Collected data entries:
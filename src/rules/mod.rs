//! Password tests
//!
//! Each test is a plain function plus the parameters it is run with. The same
//! function can back several tests, as the character-class tests do.

mod length;
mod repeat;
mod variety;

pub use length::{maximum_length, minimum_length};
pub use repeat::prevent_repeating;
pub use variety::at_least_one_of;

use crate::config::PasswordConfig;
use secrecy::SecretString;
use thiserror::Error;

/// Why a test rejected a password. The `Display` text is what ends up in the report.
#[derive(Error, Debug, Clone, PartialEq)]
pub enum RuleFailure {
    #[error("the password must be at least {min} characters long")]
    TooShort { min: usize },
    #[error("the password must be fewer than {max} characters")]
    TooLong { max: usize },
    #[error("the password may not contain sequences of three or more repeated characters")]
    RepeatedCharacters,
    #[error("the password must contain at least one {label}")]
    MissingCharacterClass { label: String },
    /// The test's pattern parameter does not compile.
    #[error("{0}")]
    InvalidPattern(#[from] regex::Error),
    #[error("missing rule parameter at position {index}")]
    MissingParameter { index: usize },
    #[error("{0}")]
    Custom(String),
}

impl RuleFailure {
    /// True when the failure comes from the test's setup rather than the password.
    pub fn is_misconfiguration(&self) -> bool {
        matches!(
            self,
            RuleFailure::InvalidPattern(_) | RuleFailure::MissingParameter { .. }
        )
    }
}

/// Result type for test functions.
/// - `Ok(())` - Test passed
/// - `Err(failure)` - Test failed, `failure` says why
pub type RuleOutcome = Result<(), RuleFailure>;

/// Signature shared by every test function.
pub type TestMethod = fn(&PasswordConfig, &SecretString, &[String]) -> RuleOutcome;

/// A test function bound to its parameters.
#[derive(Debug, Clone)]
pub struct PasswordTest {
    method: TestMethod,
    params: Vec<String>,
}

impl PasswordTest {
    pub fn new(method: TestMethod) -> Self {
        Self {
            method,
            params: Vec::new(),
        }
    }

    pub fn with_params<I, S>(method: TestMethod, params: I) -> Self
    where
        I: IntoIterator<Item = S>,
        S: Into<String>,
    {
        Self {
            method,
            params: params.into_iter().map(Into::into).collect(),
        }
    }

    pub fn params(&self) -> &[String] {
        &self.params
    }

    /// Runs the test against `password`.
    pub fn run(&self, config: &PasswordConfig, password: &SecretString) -> RuleOutcome {
        (self.method)(config, password, &self.params)
    }
}

/// Required and optional tests, in evaluation order.
#[derive(Debug, Clone)]
pub struct TestConfig {
    pub required_tests: Vec<PasswordTest>,
    pub optional_tests: Vec<PasswordTest>,
}

impl Default for TestConfig {
    fn default() -> Self {
        Self {
            required_tests: default_required_tests(),
            optional_tests: default_optional_tests(),
        }
    }
}

/// Tests every password must pass to be considered strong.
pub fn default_required_tests() -> Vec<PasswordTest> {
    vec![
        PasswordTest::new(minimum_length),
        PasswordTest::new(maximum_length),
        PasswordTest::new(prevent_repeating),
    ]
}

/// Tests counted against `min_optional_tests_to_pass`.
///
/// Passphrases skip the count entirely when `allow_passphrases` is set.
pub fn default_optional_tests() -> Vec<PasswordTest> {
    vec![
        PasswordTest::with_params(at_least_one_of, ["[a-z]", "lowercase letter"]),
        PasswordTest::with_params(at_least_one_of, ["[A-Z]", "uppercase letter"]),
        PasswordTest::with_params(at_least_one_of, ["[0-9]", "number"]),
        PasswordTest::with_params(at_least_one_of, ["[^A-Za-z0-9]", "special character"]),
    ]
}

/// Length of the password as the tests see it.
pub(crate) fn char_len(password: &str) -> usize {
    password.chars().count()
}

§ EXERCISE BRIEF
Reply with one number, the count of lines in the records that include the word "variety".

§ RESPONSE AREA
2